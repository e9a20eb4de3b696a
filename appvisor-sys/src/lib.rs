pub mod cgroup;
pub mod kill;
pub mod notify;
pub mod reaper;
pub mod rlimit;
pub mod spawn;

pub use cgroup::{CgroupDriver, Created, FreezeState, Subsystem};
pub use kill::{KillTimers, SOFT_KILL_TIMEOUT};
pub use notify::{StopNotifier, notify_app_stopped};
pub use spawn::{LaunchSpec, LaunchedProc, launch};

/// Tests that spawn or wait on child processes observe each other through
/// wait(), so they serialize on this lock.
#[cfg(test)]
pub(crate) static CHILD_TEST_LOCK: std::sync::Mutex<()> = std::sync::Mutex::new(());
mod unix;

pub use unix::{IpcClient, IpcConnection, IpcServer, RequestStream, ResponseSink};

use serde::{Deserialize, Serialize};
use std::time::Duration;

use appvisor_core::fault::{ExitStatus, FaultAction};

/// Client operations wait this long for a reply; stop and restart replies
/// arrive only when the state transition completes.
pub const DEFAULT_TIMEOUT: Duration = Duration::from_secs(30);

/// Upper bound on a single framed message.
pub const MAX_MESSAGE_SIZE: usize = 1024 * 1024;

/// Control-plane operations.
#[derive(Debug, Clone, Serialize, Deserialize)]
pub enum Request {
    Start { app: String },
    Stop { app: String },
    Restart { app: String },
    Remove { app: String },
    List,
    Status { app: String },
    Info { app: String },
    Version,
    GetHandle { app: String },
    ReleaseHandle { handle: u64 },
    SetRun { handle: u64, proc: String, run: bool },
    SetDebug { handle: u64, proc: String, debug: bool },
    Import { handle: u64, path: String },
    SetDevicePerm { handle: u64, path: String, perm: String },
    RunProc { app: String, proc: Option<String>, exec: Option<String>, args: Vec<String> },
    WatchdogKicked { pid: i32 },
    StopDaemon,
    RestartDaemon { manual: bool },
}

/// Closed result-code set shared by every operation.
#[derive(Debug, Clone, Copy, PartialEq, Eq, Serialize, Deserialize)]
pub enum ResultCode {
    Ok,
    AlreadyRunning,
    NotRunning,
    NotInstalled,
    Duplicate,
    BadParameter,
    NotFound,
    Failed,
}

impl std::fmt::Display for ResultCode {
    fn fmt(&self, f: &mut std::fmt::Formatter<'_>) -> std::fmt::Result {
        let text = match self {
            ResultCode::Ok => "OK",
            ResultCode::AlreadyRunning => "already running",
            ResultCode::NotRunning => "not running",
            ResultCode::NotInstalled => "not installed",
            ResultCode::Duplicate => "duplicate",
            ResultCode::BadParameter => "bad parameter",
            ResultCode::NotFound => "not found",
            ResultCode::Failed => "failed",
        };
        f.write_str(text)
    }
}

#[derive(Debug, Clone, Copy, PartialEq, Eq, Serialize, Deserialize)]
pub enum AppStateKind {
    Running,
    Stopped,
}

#[derive(Debug, Clone, Copy, PartialEq, Eq, Serialize, Deserialize)]
pub enum ProcStateKind {
    Running,
    Stopped,
}

#[derive(Debug, Clone, Serialize, Deserialize)]
pub struct AppSummary {
    pub name: String,
    pub state: AppStateKind,
}

#[derive(Debug, Clone, Serialize, Deserialize)]
pub struct ProcInfo {
    pub name: String,
    pub pid: Option<i32>,
    pub state: ProcStateKind,
    pub fault_action: FaultAction,
}

#[derive(Debug, Clone, Serialize, Deserialize)]
pub struct AppInfo {
    pub name: String,
    pub sandboxed: bool,
    pub state: AppStateKind,
    pub procs: Vec<ProcInfo>,
}

#[derive(Debug, Clone, Copy, PartialEq, Eq, Serialize, Deserialize)]
pub enum StdStream {
    Stdout,
    Stderr,
}

/// Replies and events. Most requests get exactly one reply; `RunProc` also
/// streams `ProcOutput` events and finishes with `ProcExited`.
#[derive(Debug, Clone, Serialize, Deserialize)]
pub enum Response {
    Done { code: ResultCode },
    Handle { code: ResultCode, handle: Option<u64> },
    List { apps: Vec<AppSummary> },
    Status { code: ResultCode, state: Option<AppStateKind> },
    Info { code: ResultCode, info: Option<AppInfo> },
    Version { version: String },
    ProcOutput { stream: StdStream, line: String },
    ProcExited { status: ExitStatus },
}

_Your task_: Reprint the data above from the opening line to the line holding "pub enum Request", inclusive, and nothing else.

_Reply to the task_:
repository e9a20eb4de3b696a
filename appvisor-sys/src/lib.rs
pub mod cgroup;
pub mod kill;
pub mod notify;
pub mod reaper;
pub mod rlimit;
pub mod spawn;

pub use cgroup::{CgroupDriver, Created, FreezeState, Subsystem};
pub use kill::{KillTimers, SOFT_KILL_TIMEOUT};
pub use notify::{StopNotifier, notify_app_stopped};
pub use spawn::{LaunchSpec, LaunchedProc, launch};

/// Tests that spawn or wait on child processes observe each other through
/// wait(), so they serialize on this lock.
#[cfg(test)]
pub(crate) static CHILD_TEST_LOCK: std::sync::Mutex<()> = std::sync::Mutex::new(());
mod unix;

pub use unix::{IpcClient, IpcConnection, IpcServer, RequestStream, ResponseSink};

use serde::{Deserialize, Serialize};
use std::time::Duration;

use appvisor_core::fault::{ExitStatus, FaultAction};

/// Client operations wait this long for a reply; stop and restart replies
/// arrive only when the state transition completes.
pub const DEFAULT_TIMEOUT: Duration = Duration::from_secs(30);

/// Upper bound on a single framed message.
pub const MAX_MESSAGE_SIZE: usize = 1024 * 1024;

/// Control-plane operations.
#[derive(Debug, Clone, Serialize, Deserialize)]
pub enum Request {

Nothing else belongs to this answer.